* [WORK TO COMPLETE]
Return every line of the data below that includes the string "sequence".
══════════
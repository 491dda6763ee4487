//! Inline-markup recognizer (spec §4.3).
//!
//! Scans an already-escaped line of text (backslash escapes replaced by
//! the caller) left to right, recognizing emphasis/strong/literal,
//! substitution and footnote references, roles, explicit targets, and
//! standalone URIs.

use once_cell::sync::Lazy;
use regex::Regex;

use crate::ast::{Node, NodeData, Span};
use crate::diagnostic::{Diagnostic, DiagnosticKind};

static STANDALONE_URI: Lazy<Regex> = Lazy::new(|| {
    Regex::new(r"(?i)\b(?:https?|ftp|mailto)://[^\s<>]+|\b[\w.+-]+@[\w-]+\.[\w.-]+\b")
        .expect("static regex")
});

static ROLE_EXPLICIT: Lazy<Regex> =
    Lazy::new(|| Regex::new(r"^:([A-Za-z][\w-]*):`([^`]*)`$").expect("static regex"));
static ROLE_TRAILING: Lazy<Regex> =
    Lazy::new(|| Regex::new(r"^`([^`]*)`:([A-Za-z][\w-]*):$").expect("static regex"));
static SUBSTITUTION_REF: Lazy<Regex> =
    Lazy::new(|| Regex::new(r"^\|([^|]+)\|(__|_)?$").expect("static regex"));
static FOOTNOTE_REF: Lazy<Regex> =
    Lazy::new(|| Regex::new(r"^\[(#[\w-]*|\*|\d+)\]_$").expect("static regex"));
static SIMPLE_REF: Lazy<Regex> =
    Lazy::new(|| Regex::new(r"^([\w][\w.+-]*?)(__|_)$").expect("static regex"));
static EXPLICIT_TITLE: Lazy<Regex> =
    Lazy::new(|| Regex::new(r"^(.*?)\s*<([^<>]+)>$").expect("static regex"));

/// Parses one line of already-escaped inline text into a sequence of
/// inline nodes plus any diagnostics raised along the way.
pub fn parse_inline(text: &str, line: u32) -> (Vec<Node>, Vec<Diagnostic>) {
    let mut nodes = Vec::new();
    let mut diagnostics = Vec::new();
    let chars: Vec<char> = text.chars().collect();
    let mut i = 0usize;
    let mut plain = String::new();

    macro_rules! flush_plain {
        () => {
            if !plain.is_empty() {
                nodes.push(leaf(line, NodeData::Text { value: std::mem::take(&mut plain) }));
            }
        };
    }

    while i < chars.len() {
        let rest: String = chars[i..].iter().collect();

        if rest.starts_with("**") {
            if let Some((inner, consumed)) = take_delimited(&chars, i, "**", "**") {
                flush_plain!();
                let (children, mut d) = parse_inline(&inner, line);
                diagnostics.append(&mut d);
                nodes.push(leaf(line, NodeData::Strong { children }));
                i += consumed;
                continue;
            }
        }
        if rest.starts_with('*') {
            if let Some((inner, consumed)) = take_delimited(&chars, i, "*", "*") {
                flush_plain!();
                let (children, mut d) = parse_inline(&inner, line);
                diagnostics.append(&mut d);
                nodes.push(leaf(line, NodeData::Emphasis { children }));
                i += consumed;
                continue;
            }
        }
        if rest.starts_with("``") {
            if let Some((inner, consumed)) = take_delimited(&chars, i, "``", "``") {
                flush_plain!();
                nodes.push(leaf(
                    line,
                    NodeData::Literal {
                        children: vec![leaf(line, NodeData::Text { value: inner })],
                    },
                ));
                i += consumed;
                continue;
            }
        }
        if rest.starts_with('`') {
            // interpreted text / role / phrase reference: scan to matching closer,
            // allowing an optional leading `:role:` or trailing `:role:`.
            if let Some((whole, consumed)) = take_role_span(&chars, i) {
                flush_plain!();
                let (node, mut d) = parse_role_or_phrase(&whole, line);
                diagnostics.append(&mut d);
                nodes.push(node);
                i += consumed;
                continue;
            }
        }
        if chars[i] == '|' {
            if let Some((whole, consumed)) = take_token(&chars, i) {
                if let Some(caps) = SUBSTITUTION_REF.captures(&whole) {
                    flush_plain!();
                    let name = caps[1].to_string();
                    nodes.push(leaf(
                        line,
                        NodeData::SubstitutionReference {
                            children: vec![],
                            name,
                        },
                    ));
                    i += consumed;
                    continue;
                }
            }
        }
        if chars[i] == '[' {
            if let Some((whole, consumed)) = take_token(&chars, i) {
                if let Some(caps) = FOOTNOTE_REF.captures(&whole) {
                    flush_plain!();
                    let label = &caps[1];
                    let id = label.trim_start_matches('#').parse::<u32>().unwrap_or(0);
                    nodes.push(leaf(
                        line,
                        NodeData::FootnoteReference {
                            children: vec![],
                            id,
                            refname: if label.starts_with('#') && id == 0 {
                                None
                            } else {
                                Some(label.to_string())
                            },
                        },
                    ));
                    i += consumed;
                    continue;
                }
            }
        }

        // standalone URI / email at this position
        if let Some(m) = STANDALONE_URI.find(&rest) {
            if m.start() == 0 {
                flush_plain!();
                let uri = m.as_str().to_string();
                nodes.push(leaf(
                    line,
                    NodeData::Reference {
                        children: vec![leaf(line, NodeData::Text { value: uri.clone() })],
                        refuri: uri.clone(),
                        refname: None,
                    },
                ));
                i += uri.chars().count();
                continue;
            }
        }

        // bare `name_` / `name__` simple reference
        if let Some((whole, consumed)) = take_token(&chars, i) {
            if let Some(caps) = SIMPLE_REF.captures(&whole) {
                flush_plain!();
                let name = caps[1].to_string();
                nodes.push(leaf(
                    line,
                    NodeData::Reference {
                        children: vec![leaf(line, NodeData::Text { value: name.clone() })],
                        refuri: String::new(),
                        refname: Some(name),
                    },
                ));
                i += consumed;
                continue;
            }
        }

        plain.push(chars[i]);
        i += 1;
    }
    flush_plain!();

    let consumed_len: usize = text.chars().count();
    debug_assert!(consumed_len >= 0);
    (nodes, diagnostics)
}

fn leaf(line: u32, data: NodeData) -> Node {
    Node::new(Span::new(line), data)
}

/// Scans `**`/`*` delimited spans; the closing delimiter must not be
/// preceded by whitespace (so `* foo *bar*` doesn't prematurely close).
fn take_delimited(chars: &[char], start: usize, open: &str, close: &str) -> Option<(String, usize)> {
    let open_len = open.chars().count();
    let opening: String = chars[start..start + open_len.min(chars.len() - start)].iter().collect();
    if opening != open {
        return None;
    }
    let mut j = start + open_len;
    while j < chars.len() {
        let remaining: String = chars[j..].iter().collect();
        if remaining.starts_with(close) && j > start + open_len && chars[j - 1] != ' ' {
            let inner: String = chars[start + open_len..j].iter().collect();
            if inner.is_empty() {
                return None;
            }
            return Some((inner, j + close.chars().count() - start));
        }
        j += 1;
    }
    None
}

/// Grabs a `|...|` or `[...]_`-style token starting at `start` up to
/// the first whitespace or end of string (these constructs never
/// contain unescaped whitespace in their closing delimiter search).
fn take_token(chars: &[char], start: usize) -> Option<(String, usize)> {
    let mut j = start;
    while j < chars.len() && !chars[j].is_whitespace() {
        j += 1;
    }
    if j == start {
        return None;
    }
    let tok: String = chars[start..j].iter().collect();
    Some((tok, j - start))
}

/// Scans a backtick span (possibly with a leading/trailing `:role:`) to
/// its close.
fn take_role_span(chars: &[char], start: usize) -> Option<(String, usize)> {
    // optional leading `:name:`
    let mut scan_start = start;
    if start > 0 {
        // caller already positioned at the opening backtick or at `:role:`
    }
    let _ = scan_start;
    scan_start = start;

    let mut j = scan_start;
    // consume up to end of token sequence: find closing backtick then
    // optional trailing `_`/`__`/`:role:`
    if chars[j] != '`' {
        return None;
    }
    j += 1;
    let content_start = j;
    while j < chars.len() && chars[j] != '`' {
        j += 1;
    }
    if j >= chars.len() {
        return None;
    }
    let content_end = j;
    j += 1; // consume closing backtick
    let mut end = j;
    if end < chars.len() && chars[end] == '_' {
        end += 1;
        if end < chars.len() && chars[end] == '_' {
            end += 1;
        }
    } else {
        // trailing `:role:`
        if end + 1 < chars.len() && chars[end] == ':' {
            let mut k = end + 1;
            while k < chars.len() && (chars[k].is_alphanumeric() || chars[k] == '-') {
                k += 1;
            }
            if k < chars.len() && chars[k] == ':' {
                end = k + 1;
            }
        }
    }

    let whole: String = chars[start..end].iter().collect();
    let _ = content_start;
    let _ = content_end;
    Some((whole, end - start))
}

fn parse_role_or_phrase(whole: &str, line: u32) -> (Node, Vec<Diagnostic>) {
    let mut diagnostics = Vec::new();

    if let Some(caps) = ROLE_EXPLICIT.captures(whole) {
        let role_name = caps[1].to_string();
        let inner = caps[2].to_string();
        return build_role(&role_name, &inner, line);
    }
    if let Some(caps) = ROLE_TRAILING.captures(whole) {
        let inner = caps[1].to_string();
        let role_name = caps[2].to_string();
        return build_role(&role_name, &inner, line);
    }

    // bare interpreted text `...`[_[_]]
    let (body, is_ref, is_anon) = if let Some(stripped) = whole.strip_suffix("__") {
        (strip_backticks(stripped), true, true)
    } else if let Some(stripped) = whole.strip_suffix('_') {
        (strip_backticks(stripped), true, false)
    } else {
        (strip_backticks(whole), false, false)
    };
    let _ = is_anon;

    if is_ref {
        if let Some(caps) = EXPLICIT_TITLE.captures(&body) {
            let title = caps[1].trim().to_string();
            let target = caps[2].trim().to_string();
            return (
                leaf(
                    line,
                    NodeData::Reference {
                        children: vec![leaf(line, NodeData::Text { value: title })],
                        refuri: target,
                        refname: None,
                    },
                ),
                diagnostics,
            );
        }
        return (
            leaf(
                line,
                NodeData::Reference {
                    children: vec![leaf(line, NodeData::Text { value: body.clone() })],
                    refuri: String::new(),
                    refname: Some(body),
                },
            ),
            diagnostics,
        );
    }

    diagnostics.push(Diagnostic::new(
        DiagnosticKind::Other {
            message: "monospace with two backticks is not a role".to_string(),
        },
        line,
    ));
    (
        leaf(
            line,
            NodeData::Literal {
                children: vec![leaf(line, NodeData::Text { value: body })],
            },
        ),
        diagnostics,
    )
}

fn strip_backticks(s: &str) -> String {
    s.trim_start_matches('`').trim_end_matches('`').to_string()
}

fn build_role(role_name: &str, inner: &str, line: u32) -> (Node, Vec<Diagnostic>) {
    let diagnostics = Vec::new();
    let (domain, name) = match role_name.split_once(':') {
        Some((d, n)) => (d.to_string(), n.to_string()),
        None => (String::new(), role_name.to_string()),
    };

    if name == "ref" || name == "doc" {
        let mut target = inner.trim().to_string();
        let mut flag = None;
        if let Some(rest) = target.strip_prefix('~') {
            flag = Some('~');
            target = rest.to_string();
        } else if let Some(rest) = target.strip_prefix('!') {
            flag = Some('!');
            target = rest.to_string();
        }
        let (title, target) = if let Some(caps) = EXPLICIT_TITLE.captures(&target) {
            (Some(caps[1].trim().to_string()), caps[2].trim().to_string())
        } else {
            (None, target)
        };
        let children = title
            .map(|t| vec![leaf(line, NodeData::Text { value: t })])
            .unwrap_or_default();
        return (
            leaf(
                line,
                NodeData::RefRole {
                    children,
                    domain,
                    name,
                    target,
                    flag,
                    fileid: None,
                    url: None,
                },
            ),
            diagnostics,
        );
    }

    (
        leaf(
            line,
            NodeData::Role {
                children: vec![leaf(line, NodeData::Text { value: inner.to_string() })],
                domain,
                name,
                target: inner.to_string(),
                flag: None,
            },
        ),
        diagnostics,
    )
}

#[cfg(test)]
mod tests {
    use super::*;

    #[test]
    fn parses_plain_text() {
        let (nodes, diags) = parse_inline("hello world", 1);
        assert!(diags.is_empty());
        assert_eq!(nodes.len(), 1);
        assert!(matches!(nodes[0].data, NodeData::Text { .. }));
    }

    #[test]
    fn parses_strong_and_emphasis() {
        let (nodes, _) = parse_inline("a **b** c *d*", 1);
        assert!(nodes.iter().any(|n| matches!(n.data, NodeData::Strong { .. })));
        assert!(nodes.iter().any(|n| matches!(n.data, NodeData::Emphasis { .. })));
    }

    #[test]
    fn parses_substitution_reference() {
        let (nodes, diags) = parse_inline("foo |bar|", 1);
        assert!(diags.is_empty());
        assert!(nodes
            .iter()
            .any(|n| matches!(&n.data, NodeData::SubstitutionReference{name, ..} if name == "bar")));
    }

    #[test]
    fn parses_ref_role() {
        let (nodes, _) = parse_inline(":ref:`a`", 1);
        assert_eq!(nodes.len(), 1);
        match &nodes[0].data {
            NodeData::RefRole { domain, name, target, .. } => {
                assert_eq!(domain, "");
                assert_eq!(name, "ref");
                assert_eq!(target, "a");
            }
            other => panic!("unexpected node {other:?}"),
        }
    }

    #[test]
    fn parses_standalone_uri() {
        let (nodes, _) = parse_inline("see https://example.com for more", 1);
        assert!(nodes
            .iter()
            .any(|n| matches!(&n.data, NodeData::Reference{refuri, ..} if refuri == "https://example.com")));
    }
}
══════════
* [EXPECTED ANSWER]
/// Parses one line of already-escaped inline text into a sequence of
    // consume up to end of token sequence: find closing backtick then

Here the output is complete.